* **Prompt**
Provide only the number of lines in the records where "static" appears.

(Stored data entries)

⁂

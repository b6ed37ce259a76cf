use hatch_kernel::config::load_config;
use hatch_kernel::domain::config::HatchConfig;
use std::fs;
use std::time::Duration;
use tempfile::tempdir;

#[test]
fn loads_toml_file_into_hatch_config() -> Result<(), Box<dyn std::error::Error>> {
    let dir = tempdir()?;
    let path = dir.path().join("page.toml");
    fs::write(
        &path,
        r#"
[loader]
script_timeout_ms = 1500

[public]
base_url = "https://cdn.example"

[[widgets]]
name = "hello"
tag = "hello-widget"
"#,
    )?;

    let cfg: HatchConfig = load_config(Some(&path))?;
    assert_eq!(cfg.loader.script_timeout(), Duration::from_millis(1500));
    assert_eq!(cfg.public.base_url, "https://cdn.example");
    assert_eq!(cfg.widgets.len(), 1);
    assert_eq!(cfg.widgets[0].tag, "hello-widget");
    assert_eq!(cfg.elements.location_attribute, "location");
    Ok(())
}

#[test]
fn missing_file_is_an_error() {
    let dir = tempdir().expect("temp dir");
    let result = load_config::<HatchConfig>(Some(dir.path().join("absent.toml")));
    assert!(result.is_err());
}
use hatch_host::HostError;
use hatch_kernel::TagGuardError;
use hatch_loader::LoadError;
use std::borrow::Cow;

/// Errors raised while defining element types or mounting instances.
#[derive(Debug, thiserror::Error)]
pub enum ElementError {
    /// The tag is not a valid custom element name.
    #[error("Invalid tag{}: {source}", format_context(.context))]
    InvalidTag { source: TagGuardError, context: Option<Cow<'static, str>> },

    /// The capability gating the definition could not be acquired.
    #[error("Feature unavailable for <{tag}>{}: {source}", format_context(.context))]
    FeatureUnavailable { tag: String, source: LoadError, context: Option<Cow<'static, str>> },

    /// The host registry refused the element class.
    #[error("Registration of <{tag}> failed{}: {source}", format_context(.context))]
    Registration { tag: String, source: HostError, context: Option<Cow<'static, str>> },

    /// The widget module could not be loaded.
    #[error("Dependency load failed{}: {message}", format_context(.context))]
    DependencyLoadFailed { message: Cow<'static, str>, context: Option<Cow<'static, str>> },

    /// The render capability failed to mount.
    #[error("Render failed{}: {message}", format_context(.context))]
    Render { message: Cow<'static, str>, context: Option<Cow<'static, str>> },
}

impl From<TagGuardError> for ElementError {
    fn from(source: TagGuardError) -> Self {
        Self::InvalidTag { source, context: None }
    }
}

impl From<LoadError> for ElementError {
    fn from(error: LoadError) -> Self {
        Self::DependencyLoadFailed { message: error.to_string().into(), context: None }
    }
}

impl ElementError {
    /// Shorthand for a [`ElementError::Render`] without context.
    pub fn render(message: impl Into<Cow<'static, str>>) -> Self {
        Self::Render { message: message.into(), context: None }
    }

    /// Shorthand for a [`ElementError::DependencyLoadFailed`] without context.
    pub fn dependency(message: impl Into<Cow<'static, str>>) -> Self {
        Self::DependencyLoadFailed { message: message.into(), context: None }
    }

    #[must_use]
    pub fn with_context(mut self, context: impl Into<Cow<'static, str>>) -> Self {
        match &mut self {
            Self::InvalidTag { context: c, .. }
            | Self::FeatureUnavailable { context: c, .. }
            | Self::Registration { context: c, .. }
            | Self::DependencyLoadFailed { context: c, .. }
            | Self::Render { context: c, .. } => *c = Some(context.into()),
        }
        self
    }
}

fn format_context(context: &Option<Cow<'static, str>>) -> Cow<'static, str> {
    context.as_ref().map_or(Cow::Borrowed(""), |c| Cow::Owned(format!(" ({c})")))
}
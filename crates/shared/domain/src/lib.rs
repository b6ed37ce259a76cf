//! # Domain Models
//!
//! This crate contains pure domain types with a single dependency (`serde`).
//! Keep it lean: no I/O, no browser bindings, no async. Just data and simple helpers.

pub mod config;
pub mod constants;
pub mod widget;
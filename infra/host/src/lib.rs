//! # Host
//!
//! The platform contract the loader and the element bridge are written against.
//!
//! A host provides four things:
//! * a document head that accepts external script references ([`ScriptHost`]),
//! * a custom element registry ([`TagRegistry`]),
//! * attribute access on element instances ([`ElementHost`]),
//! * one-shot timers ([`Timer`]).
//!
//! Two backends ship with the crate. The [`memory`] backend keeps everything in process and
//! simulates script fetches, which is what tests and the demo binary run on. The `web` backend
//! (wasm32 only) drives the real DOM through `web-sys`.
//!
//! Everything here is single-threaded: handles are `Rc`-shared and futures are `!Send`.

mod document;
mod error;
pub mod memory;
mod registry;
mod timer;
#[cfg(target_arch = "wasm32")]
pub mod web;

pub use crate::document::{NodeId, ScriptEvent, ScriptHost, ScriptListener, ScriptRequest};
pub use crate::error::HostError;
pub use crate::memory::{MemoryDocument, MemoryElement, MemoryTagRegistry, Route};
pub use crate::registry::{ElementHost, TagRegistry};
#[cfg(not(target_arch = "wasm32"))]
pub use crate::timer::TokioTimer;
pub use crate::timer::Timer;
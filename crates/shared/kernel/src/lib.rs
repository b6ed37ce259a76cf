//! Kernel utilities shared across the workspace.
//! Keep this crate lightweight; it re-exports ergonomic helpers for IDs, config loading, and
//! tag-name validation.
//!
//! ## ID generation
//! Use `safe_nanoid!` for URL-safe, unambiguous IDs (element instances carry one for log
//! correlation):
//! ```rust
//! # use hatch_kernel::safe_nanoid;
//! let id = safe_nanoid!();
//! assert_eq!(id.len(), 12);
//! ```
//!
//! ## Config loading (non-wasm)
//! ```rust,ignore
//! #[cfg(not(target_arch = "wasm32"))]
//! # {
//!     use hatch_kernel::config::load_config;
//!     let cfg: hatch_kernel::domain::config::HatchConfig = load_config(Some("hatch.toml")).unwrap();
//! # }
//! ```
#[cfg(not(target_arch = "wasm32"))]
pub mod config;
pub mod security;

// Alphabet excludes visually ambiguous characters (I, O, l, 0, 1).
pub const SAFE_ALPHABET: &[char; 55] = &[
    '2', '3', '4', '5', '6', '7', '8', '9', 'A', 'B', 'C', 'D', 'E', 'F', 'G', 'H', 'J', 'K', 'L',
    'M', 'N', 'P', 'Q', 'R', 'S', 'T', 'U', 'V', 'W', 'X', 'Y', 'Z', 'a', 'b', 'c', 'd', 'e', 'f',
    'g', 'h', 'j', 'k', 'm', 'n', 'p', 'q', 'r', 's', 't', 'u', 'v', 'w', 'x', 'y', 'z',
];

pub use hatch_domain as domain;
pub use nanoid::nanoid;
pub use security::tag::{TagGuard, TagGuardError};

/// Generates an unambiguous `NanoID` (no visually confusing characters).
#[macro_export]
macro_rules! safe_nanoid {
    () => {
        $crate::nanoid!(12, $crate::SAFE_ALPHABET)
    };
    ($size:expr) => {
        $crate::nanoid!($size, $crate::SAFE_ALPHABET)
    };
}
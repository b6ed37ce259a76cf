//! Common imports for embedding hosts.

pub use crate::page::{BootstrapReport, Page, WidgetClass, custom_elements_capability};
pub use hatch_domain::config::HatchConfig;
pub use hatch_domain::widget::WidgetConfig;
pub use hatch_element::{
    DefineOutcome, ElementBridge, ElementClass, ElementError, MountOutcome, MountProps, Phase,
    RenderCapability, RenderExports, WidgetElement,
};
pub use hatch_host::{ElementHost, ScriptHost, TagRegistry, Timer};
pub use hatch_loader::{FeatureDescriptor, FeatureLoader, LoadError, ScriptInjector};
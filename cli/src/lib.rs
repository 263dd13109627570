//! `taskpulse` CLI: argument parsing and the report run.

pub mod render;

use anyhow::Context;
use clap::Parser;
use owo_colors::{OwoColorize, Stream};
use taskpulse_core::auth::KEYRING_SERVICE;
use taskpulse_core::{AsanaClient, collect_report, resolve_credential};
use taskpulse_keyring_store::KeyringStore;

/// Console progress report for your Asana projects.
#[derive(Debug, Parser)]
#[command(name = "taskpulse", version, about)]
pub struct Cli {
    /// Asana personal access token. Falls back to ASANA_API_KEY, then the
    /// OS keychain, then an interactive prompt.
    pub api_key: Option<String>,
}

/// Resolves a credential, fetches the report, and prints it.
pub async fn run(cli: Cli) -> anyhow::Result<()> {
    let store = KeyringStore::new(KEYRING_SERVICE);
    let credential = resolve_credential(cli.api_key.as_deref(), &store)?;

    let client = AsanaClient::new(credential.token);

    // Connection check before the listing pass, so a bad token fails with
    // a clear message instead of mid-report.
    let user = client
        .current_user()
        .await
        .context("could not connect to the Asana API")?;
    println!(
        "{} Connected to Asana as {}",
        "✓".if_supports_color(Stream::Stdout, |glyph| glyph.green()),
        user.name.as_deref().unwrap_or(&user.gid),
    );

    let report = collect_report(&client).await?;

    if report.projects.is_empty() {
        println!("No projects found.");
        return Ok(());
    }

    println!();
    print!("{}", render::render_table(&report.projects));
    println!();
    print!("{}", render::render_summary(&report.summary));

    Ok(())
}
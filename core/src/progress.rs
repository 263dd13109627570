//! Completion math and aggregate statistics.

use std::collections::BTreeMap;

use crate::models::Project;

/// Completion percentage, rounded to one decimal place.
///
/// An empty project (zero tasks) is 0%, not a division error.
pub fn completion_percentage(completed: usize, total: usize) -> f64 {
    if total == 0 {
        return 0.0;
    }
    let raw = completed as f64 / total as f64 * 100.0;
    (raw * 10.0).round() / 10.0
}

/// Status bucket a project falls into for the report.
///
/// Derivation precedence: archived wins over completed, completed wins
/// over any posted status, and the posted status color maps onto Asana's
/// fixed palette. A live project with no posted status is `Active`.
#[derive(Debug, Clone, Copy, PartialEq, Eq, PartialOrd, Ord)]
pub enum StatusCategory {
    OnTrack,
    AtRisk,
    OffTrack,
    OnHold,
    Active,
    Done,
    Archived,
}

impl StatusCategory {
    pub fn from_project(project: &Project) -> Self {
        if project.archived {
            return Self::Archived;
        }
        if project.completed {
            return Self::Done;
        }
        let color = project
            .current_status
            .as_ref()
            .and_then(|status| status.color.as_deref());
        match color {
            Some("green") => Self::OnTrack,
            Some("yellow") => Self::AtRisk,
            Some("red") => Self::OffTrack,
            Some("blue") => Self::OnHold,
            _ => Self::Active,
        }
    }

    pub fn label(self) -> &'static str {
        match self {
            Self::OnTrack => "On track",
            Self::AtRisk => "At risk",
            Self::OffTrack => "Off track",
            Self::OnHold => "On hold",
            Self::Active => "Active",
            Self::Done => "Done",
            Self::Archived => "Archived",
        }
    }
}

/// Per-project progress snapshot, derived from one task listing.
#[derive(Debug, Clone)]
pub struct ProjectProgress {
    pub name: String,
    pub workspace: String,
    pub completed_tasks: usize,
    pub total_tasks: usize,
    pub status: StatusCategory,
}

impl ProjectProgress {
    pub fn percentage(&self) -> f64 {
        completion_percentage(self.completed_tasks, self.total_tasks)
    }
}

/// Aggregate statistics across every listed project.
#[derive(Debug, Clone)]
pub struct ProgressSummary {
    pub total_projects: usize,
    /// Project count per status category; categories with zero projects
    /// are absent.
    pub by_status: BTreeMap<StatusCategory, usize>,
    pub completed_tasks: usize,
    pub total_tasks: usize,
}

impl ProgressSummary {
    pub fn from_projects(projects: &[ProjectProgress]) -> Self {
        let mut by_status = BTreeMap::new();
        let mut completed_tasks = 0;
        let mut total_tasks = 0;

        for project in projects {
            *by_status.entry(project.status).or_insert(0) += 1;
            completed_tasks += project.completed_tasks;
            total_tasks += project.total_tasks;
        }

        Self {
            total_projects: projects.len(),
            by_status,
            completed_tasks,
            total_tasks,
        }
    }

    /// Overall completion across all tasks in all projects.
    pub fn overall_percentage(&self) -> f64 {
        completion_percentage(self.completed_tasks, self.total_tasks)
    }
}

/// Orders projects for display: highest completion first, name as the
/// tie-breaker so output is stable.
pub fn sort_for_display(projects: &mut [ProjectProgress]) {
    projects.sort_by(|a, b| {
        b.percentage()
            .partial_cmp(&a.percentage())
            .unwrap_or(std::cmp::Ordering::Equal)
            .then_with(|| a.name.cmp(&b.name))
    });
}
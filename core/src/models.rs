//! Wire objects returned by the Asana API.
//!
//! Only the fields the reporter asks for via `opt_fields` are modeled;
//! everything else the API might send is ignored. All of these are
//! read-only snapshots: fetched once per run, never mutated.

use serde::Deserialize;

/// Top-level organizational grouping of projects.
#[derive(Debug, Clone, Deserialize)]
pub struct Workspace {
    pub gid: String,
    pub name: String,
}

/// The most recent status update posted on a project.
///
/// `color` is one of `green`, `yellow`, `red`, or `blue`; `title` is the
/// free-text label shown in Asana ("On track", "On hold", ...).
#[derive(Debug, Clone, Deserialize)]
pub struct ProjectStatus {
    #[serde(default)]
    pub title: Option<String>,
    #[serde(default)]
    pub color: Option<String>,
}

/// A named collection of tasks.
#[derive(Debug, Clone, Deserialize)]
pub struct Project {
    pub gid: String,
    #[serde(default = "unnamed_project")]
    pub name: String,
    #[serde(default)]
    pub completed: bool,
    #[serde(default)]
    pub archived: bool,
    #[serde(default)]
    pub current_status: Option<ProjectStatus>,
}

fn unnamed_project() -> String {
    "Unnamed Project".to_string()
}

/// A task within a project. Only the completion flag is consumed.
#[derive(Debug, Clone, Deserialize)]
pub struct Task {
    pub gid: String,
    #[serde(default)]
    pub completed: bool,
}

/// The authenticated user, returned by the connection check.
#[derive(Debug, Clone, Deserialize)]
pub struct User {
    pub gid: String,
    #[serde(default)]
    pub name: Option<String>,
}
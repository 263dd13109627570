use pretty_assertions::assert_eq;
use serde_json::json;
use taskpulse_core::client::{ApiError, AsanaClient};
use wiremock::matchers::header;
use wiremock::matchers::method;
use wiremock::matchers::path;
use wiremock::matchers::query_param;
use wiremock::matchers::query_param_is_missing;
use wiremock::{Mock, MockServer, ResponseTemplate};

const TOKEN: &str = "1/1200:testtoken";

async fn client_for(server: &MockServer) -> AsanaClient {
    AsanaClient::with_base_url(TOKEN, server.uri())
}

#[tokio::test]
async fn requests_carry_the_bearer_token() {
    let server = MockServer::start().await;

    Mock::given(method("GET"))
        .and(path("/users/me"))
        .and(header("authorization", format!("Bearer {TOKEN}").as_str()))
        .respond_with(ResponseTemplate::new(200).set_body_json(json!({
            "data": { "gid": "42", "name": "Test User" }
        })))
        .expect(1)
        .mount(&server)
        .await;

    let user = client_for(&server).await.current_user().await.unwrap();
    assert_eq!(user.gid, "42");
    assert_eq!(user.name.as_deref(), Some("Test User"));
}

#[tokio::test]
async fn workspace_listing_follows_pagination_offsets() {
    let server = MockServer::start().await;

    Mock::given(method("GET"))
        .and(path("/workspaces"))
        .and(query_param("limit", "100"))
        .and(query_param_is_missing("offset"))
        .respond_with(ResponseTemplate::new(200).set_body_json(json!({
            "data": [
                { "gid": "1", "name": "Engineering" },
                { "gid": "2", "name": "Marketing" }
            ],
            "next_page": { "offset": "tok_page2", "path": "/workspaces?offset=tok_page2" }
        })))
        .expect(1)
        .mount(&server)
        .await;

    Mock::given(method("GET"))
        .and(path("/workspaces"))
        .and(query_param("limit", "100"))
        .and(query_param("offset", "tok_page2"))
        .respond_with(ResponseTemplate::new(200).set_body_json(json!({
            "data": [
                { "gid": "3", "name": "Ops" }
            ],
            "next_page": null
        })))
        .expect(1)
        .mount(&server)
        .await;

    let workspaces = client_for(&server).await.workspaces().await.unwrap();
    let names: Vec<&str> = workspaces.iter().map(|w| w.name.as_str()).collect();
    assert_eq!(names, vec!["Engineering", "Marketing", "Ops"]);
}

#[tokio::test]
async fn project_listing_scopes_to_workspace_and_requests_status_fields() {
    let server = MockServer::start().await;

    Mock::given(method("GET"))
        .and(path("/projects"))
        .and(query_param("workspace", "1"))
        .and(query_param(
            "opt_fields",
            "name,completed,archived,current_status.title,current_status.color",
        ))
        .respond_with(ResponseTemplate::new(200).set_body_json(json!({
            "data": [
                {
                    "gid": "10",
                    "name": "Website Relaunch",
                    "completed": false,
                    "archived": false,
                    "current_status": { "title": "On track", "color": "green" }
                },
                {
                    "gid": "11",
                    "name": "Old Initiative",
                    "completed": false,
                    "archived": true,
                    "current_status": null
                }
            ],
            "next_page": null
        })))
        .mount(&server)
        .await;

    let projects = client_for(&server).await.projects("1").await.unwrap();
    assert_eq!(projects.len(), 2);
    assert_eq!(projects[0].name, "Website Relaunch");
    assert_eq!(
        projects[0]
            .current_status
            .as_ref()
            .and_then(|s| s.color.as_deref()),
        Some("green")
    );
    assert!(projects[1].archived);
}

#[tokio::test]
async fn unauthorized_is_reported_as_invalid_credential() {
    let server = MockServer::start().await;

    Mock::given(method("GET"))
        .and(path("/users/me"))
        .respond_with(ResponseTemplate::new(401).set_body_json(json!({
            "errors": [{ "message": "Not Authorized" }]
        })))
        .mount(&server)
        .await;

    let err = client_for(&server).await.current_user().await.unwrap_err();
    assert!(matches!(err, ApiError::Unauthorized), "{err:?}");
}

#[tokio::test]
async fn api_errors_surface_the_asana_message() {
    let server = MockServer::start().await;

    Mock::given(method("GET"))
        .and(path("/projects"))
        .respond_with(ResponseTemplate::new(400).set_body_json(json!({
            "errors": [{ "message": "workspace: Not a recognized ID" }]
        })))
        .mount(&server)
        .await;

    let err = client_for(&server).await.projects("bogus").await.unwrap_err();
    match err {
        ApiError::Status { status, message } => {
            assert_eq!(status, 400);
            assert_eq!(message, "workspace: Not a recognized ID");
        }
        other => panic!("expected Status error, got {other:?}"),
    }
}

#[tokio::test]
async fn malformed_body_is_a_parse_error() {
    let server = MockServer::start().await;

    Mock::given(method("GET"))
        .and(path("/workspaces"))
        .respond_with(ResponseTemplate::new(200).set_body_string("not json"))
        .mount(&server)
        .await;

    let err = client_for(&server).await.workspaces().await.unwrap_err();
    assert!(matches!(err, ApiError::Parse(_)), "{err:?}");
}
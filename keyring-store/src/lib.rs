//! OS keychain access for the cached Asana credential.
//!
//! The reporter stores at most one secret: the personal access token under
//! a fixed service/account pair. `CredentialStore` is the seam the
//! resolution chain in `taskpulse-core` is written against, so tests can
//! substitute an in-memory store instead of touching a real keychain.

use keyring::Entry;
use thiserror::Error;

/// Errors from keychain operations.
#[derive(Debug, Error)]
pub enum StoreError {
    /// The platform keychain rejected or failed the operation.
    #[error("keychain error: {0}")]
    Keyring(#[from] keyring::Error),
}

/// Read/write access to a single named credential.
pub trait CredentialStore {
    /// Returns the stored secret, or `None` if no entry exists.
    fn get(&self, account: &str) -> Result<Option<String>, StoreError>;

    /// Stores or replaces the secret for `account`.
    fn set(&self, account: &str, secret: &str) -> Result<(), StoreError>;

    /// Deletes the secret for `account`. Deleting a missing entry is not
    /// an error.
    fn delete(&self, account: &str) -> Result<(), StoreError>;
}

/// `CredentialStore` backed by the platform keychain via the `keyring`
/// crate (Secret Service / keyutils on Linux, Keychain on macOS,
/// Credential Manager on Windows).
#[derive(Debug, Clone)]
pub struct KeyringStore {
    service: String,
}

impl KeyringStore {
    pub fn new(service: impl Into<String>) -> Self {
        Self {
            service: service.into(),
        }
    }

    fn entry(&self, account: &str) -> Result<Entry, StoreError> {
        Ok(Entry::new(&self.service, account)?)
    }
}

impl CredentialStore for KeyringStore {
    fn get(&self, account: &str) -> Result<Option<String>, StoreError> {
        match self.entry(account)?.get_password() {
            Ok(secret) => Ok(Some(secret)),
            Err(keyring::Error::NoEntry) => Ok(None),
            Err(err) => {
                tracing::debug!("keychain read failed for {}/{account}: {err}", self.service);
                Err(StoreError::Keyring(err))
            }
        }
    }

    fn set(&self, account: &str, secret: &str) -> Result<(), StoreError> {
        self.entry(account)?.set_password(secret)?;
        tracing::debug!("stored credential for {}/{account}", self.service);
        Ok(())
    }

    fn delete(&self, account: &str) -> Result<(), StoreError> {
        match self.entry(account)?.delete_credential() {
            Ok(()) | Err(keyring::Error::NoEntry) => Ok(()),
            Err(err) => Err(StoreError::Keyring(err)),
        }
    }
}
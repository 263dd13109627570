//! `taskpulse` entry point.
//!
//! Single-threaded by construction: a `current_thread` runtime and one
//! strictly sequential chain of API calls. Errors print a user-facing
//! message on stderr and the process exits non-zero.

use clap::Parser;
use taskpulse_cli::Cli;

fn main() {
    if let Err(err) = run_main() {
        eprintln!("taskpulse: {err:#}");
        std::process::exit(1);
    }
}

#[tokio::main(flavor = "current_thread")]
async fn run_main() -> anyhow::Result<()> {
    let cli = Cli::parse();

    // Narration goes to stderr via tracing; the report itself owns stdout.
    tracing_subscriber::fmt()
        .with_env_filter(
            tracing_subscriber::EnvFilter::try_from_default_env()
                .unwrap_or_else(|_| tracing_subscriber::EnvFilter::new("info")),
        )
        .with_writer(std::io::stderr)
        .init();

    taskpulse_cli::run(cli).await
}
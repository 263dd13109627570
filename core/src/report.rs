//! The fetch pass: workspaces, their projects, each project's tasks.
//!
//! Strictly sequential; one run is a single chain of requests that either
//! completes or stops at the first error.

use crate::client::{ApiResult, AsanaClient};
use crate::progress::{ProgressSummary, ProjectProgress, StatusCategory, sort_for_display};

/// Everything a render pass needs: per-project rows (already sorted for
/// display) plus the aggregate summary.
#[derive(Debug, Clone)]
pub struct Report {
    pub projects: Vec<ProjectProgress>,
    pub summary: ProgressSummary,
}

/// Walks every workspace and project visible to the credential and counts
/// completed vs total tasks for each project.
pub async fn collect_report(client: &AsanaClient) -> ApiResult<Report> {
    let workspaces = client.workspaces().await?;
    tracing::info!("found {} workspace(s)", workspaces.len());

    let mut rows = Vec::new();
    for workspace in &workspaces {
        tracing::info!("scanning workspace: {}", workspace.name);
        let projects = client.projects(&workspace.gid).await?;

        for project in projects {
            let tasks = client.tasks(&project.gid).await?;
            let total_tasks = tasks.len();
            let completed_tasks = tasks.iter().filter(|task| task.completed).count();
            let status = StatusCategory::from_project(&project);

            rows.push(ProjectProgress {
                name: project.name,
                workspace: workspace.name.clone(),
                completed_tasks,
                total_tasks,
                status,
            });
        }
    }
    tracing::info!("found {} project(s)", rows.len());

    sort_for_display(&mut rows);
    let summary = ProgressSummary::from_projects(&rows);
    Ok(Report {
        projects: rows,
        summary,
    })
}
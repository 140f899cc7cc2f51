//! Configuration loading for the `shelf` binary.
//!
//! Configuration is TOML. Only the `[report]` table exists today:
//!
//! ```toml
//! [report]
//! currency = "Rp"
//! locale = "en"
//! rule_width = 60
//! ```
//!
//! Lookup order: an explicit `--config` path, then
//! `$XDG_CONFIG_HOME/shelf/config.toml` if it exists, then built-in defaults.
//! Command-line flags override whatever the file sets.

use std::path::{Path, PathBuf};

use serde::Deserialize;
use shelf_report::{Locale, ReportOptions};
use thiserror::Error;


/// Errors that can occur when loading configuration.
#[derive(Debug, Error)]
pub enum ConfigError {
	/// Error parsing TOML syntax or schema.
	#[error("TOML parse error: {0}")]
	Toml(#[from] toml::de::Error),

	/// Error reading a configuration file.
	#[error("I/O error reading {path}: {error}")]
	Io {
		/// Path to the file that failed to read.
		path: PathBuf,
		/// The underlying I/O error.
		error: std::io::Error,
	},

	/// The locale name is not known to the number formatter.
	#[error("unknown locale: {0}")]
	UnknownLocale(String),
}

/// Result type for configuration operations.
pub type Result<T> = std::result::Result<T, ConfigError>;

/// Parsed configuration file.
#[derive(Debug, Clone, Default, PartialEq, Eq, Deserialize)]
#[serde(default, deny_unknown_fields)]
pub struct Config {
	/// Report formatting settings.
	pub report: ReportConfig,
}

/// The `[report]` table.
#[derive(Debug, Clone, PartialEq, Eq, Deserialize)]
#[serde(default, deny_unknown_fields)]
pub struct ReportConfig {
	/// Currency label printed before prices.
	pub currency: String,
	/// Locale name for digit grouping.
	pub locale: String,
	/// Width of `=` rules.
	pub rule_width: usize,
}

impl Default for ReportConfig {
	fn default() -> Self {
		let options = ReportOptions::default();
		Self {
			currency: options.currency,
			locale: options.locale.name().to_owned(),
			rule_width: options.rule_width,
		}
	}
}

impl Config {
	/// Parse a TOML string into a [`Config`].
	pub fn parse(input: &str) -> Result<Self> {
		Ok(toml::from_str(input)?)
	}

	/// Load configuration from a file.
	pub fn load(path: impl AsRef<Path>) -> Result<Self> {
		let path = path.as_ref();
		let content = std::fs::read_to_string(path).map_err(|e| ConfigError::Io {
			path: path.to_path_buf(),
			error: e,
		})?;
		Self::parse(&content)
	}

	/// Loads `explicit` if given, else the default config file if it exists,
	/// else the built-in defaults.
	pub fn discover(explicit: Option<&Path>) -> Result<Self> {
		if let Some(path) = explicit {
			tracing::debug!(path = %path.display(), "loading config");
			return Self::load(path);
		}

		match default_path() {
			Some(path) if path.is_file() => {
				tracing::debug!(path = %path.display(), "loading default config");
				Self::load(path)
			}
			_ => Ok(Self::default()),
		}
	}

	/// Resolves the report settings into [`ReportOptions`].
	pub fn report_options(&self) -> Result<ReportOptions> {
		let locale =
			Locale::from_name(&self.report.locale).map_err(|_| ConfigError::UnknownLocale(self.report.locale.clone()))?;
		Ok(ReportOptions {
			currency: self.report.currency.clone(),
			locale,
			rule_width: self.report.rule_width,
		})
	}
}

/// Default config file location, `$XDG_CONFIG_HOME/shelf/config.toml`.
pub fn default_path() -> Option<PathBuf> {
	dirs::config_dir().map(|dir| dir.join("shelf").join("config.toml"))
}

⁂

* **Result of the task**
10